*** Data excerpts ***

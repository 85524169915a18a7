mod tests {
    use myrtio_light_show::{AdsrConfig, AdsrEnvelope, AdsrStage, GateState, Segment, Tween};

    fn approx(a: f64, b: f64) -> bool {
        (a - b).abs() < 1e-6
    }

    fn on_index(envelope: &AdsrEnvelope) -> usize {
        match envelope.envelope().on_segment() {
            Some(Segment::Nested(on)) => on.index(),
            _ => unreachable!("on branch is always an envelope"),
        }
    }

    #[test]
    fn test_default_adsr_scenario() {
        let mut envelope = AdsrEnvelope::default();
        assert_eq!(envelope.stage(), AdsrStage::Idle);
        envelope.trigger(GateState::On, 1.0, false);

        assert!(approx(envelope.update(0.25), 0.5));
        assert_eq!(envelope.stage(), AdsrStage::Attack);

        assert!(approx(envelope.update(0.25), 1.0));
        assert_eq!(on_index(&envelope), 0);

        assert!(approx(envelope.update(0.1), 0.9));
        assert_eq!(on_index(&envelope), 1);
        assert_eq!(envelope.stage(), AdsrStage::Decay);

        assert!(approx(envelope.update(0.1), 0.8));

        assert!(approx(envelope.update(0.1), 0.8));
        assert_eq!(on_index(&envelope), 2);
        assert_eq!(envelope.stage(), AdsrStage::Sustain);

        assert!(approx(envelope.update(1000.0), 0.8));
        assert_eq!(envelope.stage(), AdsrStage::Sustain);
    }

    #[test]
    fn test_release_runs_to_done() {
        let mut envelope = AdsrEnvelope::default();
        envelope.trigger(GateState::On, 1.0, false);
        for _ in 0..10 {
            envelope.update(0.1);
        }
        envelope.trigger(GateState::Off, 1.0, false);
        assert_eq!(envelope.stage(), AdsrStage::Release);

        assert!(approx(envelope.update(0.25), 0.4));
        for _ in 0..4 {
            envelope.update(0.25);
        }
        assert_eq!(envelope.stage(), AdsrStage::Done);
        assert!(!envelope.is_advancing());
        assert!(approx(envelope.value(), 0.0));
    }

    #[test]
    fn test_early_release_continues_from_attack_level() {
        let mut envelope = AdsrEnvelope::default();
        envelope.trigger(GateState::On, 1.0, false);
        // 0.4 into a 0.8 sustain release
        assert!(approx(envelope.update(0.2), 0.4));

        envelope.trigger(GateState::Off, 1.0, false);
        assert!((envelope.value() - 0.4).abs() < 0.01);

        let next = envelope.update(0.05);
        assert!(next < 0.4, "release jumped back up to {next}");
    }

    #[test]
    fn test_no_decay_when_peak_is_sustain() {
        let config = AdsrConfig {
            peak: 0.6,
            sustain: 0.6,
            attack: 0.2,
            attack_shape: Tween::OutQuad,
            ..AdsrConfig::default()
        };
        let mut envelope = AdsrEnvelope::new(config);
        assert!(!envelope.has_decay());

        envelope.trigger(GateState::On, 1.0, false);
        envelope.update(0.2);
        envelope.update(0.1);
        assert_eq!(envelope.stage(), AdsrStage::Sustain);
        assert!(approx(envelope.value(), 0.6));
    }

    #[test]
    fn test_retrigger_restarts_attack() {
        let mut envelope = AdsrEnvelope::default();
        envelope.trigger(GateState::On, 1.0, false);
        envelope.update(0.4);
        envelope.trigger(GateState::On, 1.0, true);
        assert_eq!(envelope.stage(), AdsrStage::Attack);
        assert!(approx(envelope.update(0.1), 0.2));
    }

    #[test]
    fn test_release_restarts_when_level_is_off_curve() {
        let config = AdsrConfig {
            attack: 1.0,
            attack_shape: Tween::InBack,
            ..AdsrConfig::default()
        };
        let mut envelope = AdsrEnvelope::new(config);
        envelope.trigger(GateState::On, 1.0, false);
        // back-in dips below zero first, which the release never reaches
        assert!(envelope.update(0.1) < 0.0);

        envelope.trigger(GateState::Off, 1.0, false);
        assert_eq!(envelope.stage(), AdsrStage::Release);
        assert_eq!(envelope.envelope().segment_elapsed(), 0.0);

        // 0.1 into a 0.5 release from 0.8
        assert!(approx(envelope.update(0.1), 0.64));
    }
}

*** End of Data excerpts ***

### Aim of the task
Each of the records should be written out precisely as given.

### Answer to this exercise
repository 85524169915a18a7
mod tests {
    use myrtio_light_show::{AdsrConfig, AdsrEnvelope, AdsrStage, GateState, Segment, Tween};

    fn approx(a: f64, b: f64) -> bool {
        (a - b).abs() < 1e-6
    }

    fn on_index(envelope: &AdsrEnvelope) -> usize {
        match envelope.envelope().on_segment() {
            Some(Segment::Nested(on)) => on.index(),
            _ => unreachable!("on branch is always an envelope"),
        }
    }

    #[test]
    fn test_default_adsr_scenario() {
        let mut envelope = AdsrEnvelope::default();
        assert_eq!(envelope.stage(), AdsrStage::Idle);
        envelope.trigger(GateState::On, 1.0, false);

        assert!(approx(envelope.update(0.25), 0.5));
        assert_eq!(envelope.stage(), AdsrStage::Attack);

        assert!(approx(envelope.update(0.25), 1.0));
        assert_eq!(on_index(&envelope), 0);

        assert!(approx(envelope.update(0.1), 0.9));
        assert_eq!(on_index(&envelope), 1);
        assert_eq!(envelope.stage(), AdsrStage::Decay);

        assert!(approx(envelope.update(0.1), 0.8));

        assert!(approx(envelope.update(0.1), 0.8));
        assert_eq!(on_index(&envelope), 2);
        assert_eq!(envelope.stage(), AdsrStage::Sustain);

        assert!(approx(envelope.update(1000.0), 0.8));
        assert_eq!(envelope.stage(), AdsrStage::Sustain);
    }

    #[test]
    fn test_release_runs_to_done() {
        let mut envelope = AdsrEnvelope::default();
        envelope.trigger(GateState::On, 1.0, false);
        for _ in 0..10 {
            envelope.update(0.1);
        }
        envelope.trigger(GateState::Off, 1.0, false);
        assert_eq!(envelope.stage(), AdsrStage::Release);

        assert!(approx(envelope.update(0.25), 0.4));
        for _ in 0..4 {
            envelope.update(0.25);
        }
        assert_eq!(envelope.stage(), AdsrStage::Done);
        assert!(!envelope.is_advancing());
        assert!(approx(envelope.value(), 0.0));
    }

    #[test]
    fn test_early_release_continues_from_attack_level() {
        let mut envelope = AdsrEnvelope::default();
        envelope.trigger(GateState::On, 1.0, false);
        // 0.4 into a 0.8 sustain release
        assert!(approx(envelope.update(0.2), 0.4));

        envelope.trigger(GateState::Off, 1.0, false);
        assert!((envelope.value() - 0.4).abs() < 0.01);

        let next = envelope.update(0.05);
        assert!(next < 0.4, "release jumped back up to {next}");
    }

    #[test]
    fn test_no_decay_when_peak_is_sustain() {
        let config = AdsrConfig {
            peak: 0.6,
            sustain: 0.6,
            attack: 0.2,
            attack_shape: Tween::OutQuad,
            ..AdsrConfig::default()
        };
        let mut envelope = AdsrEnvelope::new(config);
        assert!(!envelope.has_decay());

        envelope.trigger(GateState::On, 1.0, false);
        envelope.update(0.2);
        envelope.update(0.1);
        assert_eq!(envelope.stage(), AdsrStage::Sustain);
        assert!(approx(envelope.value(), 0.6));
    }

    #[test]
    fn test_retrigger_restarts_attack() {
        let mut envelope = AdsrEnvelope::default();
        envelope.trigger(GateState::On, 1.0, false);
        envelope.update(0.4);
        envelope.trigger(GateState::On, 1.0, true);
        assert_eq!(envelope.stage(), AdsrStage::Attack);
        assert!(approx(envelope.update(0.1), 0.2));
    }

    #[test]
    fn test_release_restarts_when_level_is_off_curve() {
        let config = AdsrConfig {
            attack: 1.0,
            attack_shape: Tween::InBack,
            ..AdsrConfig::default()
        };
        let mut envelope = AdsrEnvelope::new(config);
        envelope.trigger(GateState::On, 1.0, false);
        // back-in dips below zero first, which the release never reaches
        assert!(envelope.update(0.1) < 0.0);

        envelope.trigger(GateState::Off, 1.0, false);
        assert_eq!(envelope.stage(), AdsrStage::Release);
        assert_eq!(envelope.envelope().segment_elapsed(), 0.0);

        // 0.1 into a 0.5 release from 0.8
        assert!(approx(envelope.update(0.1), 0.64));
    }
}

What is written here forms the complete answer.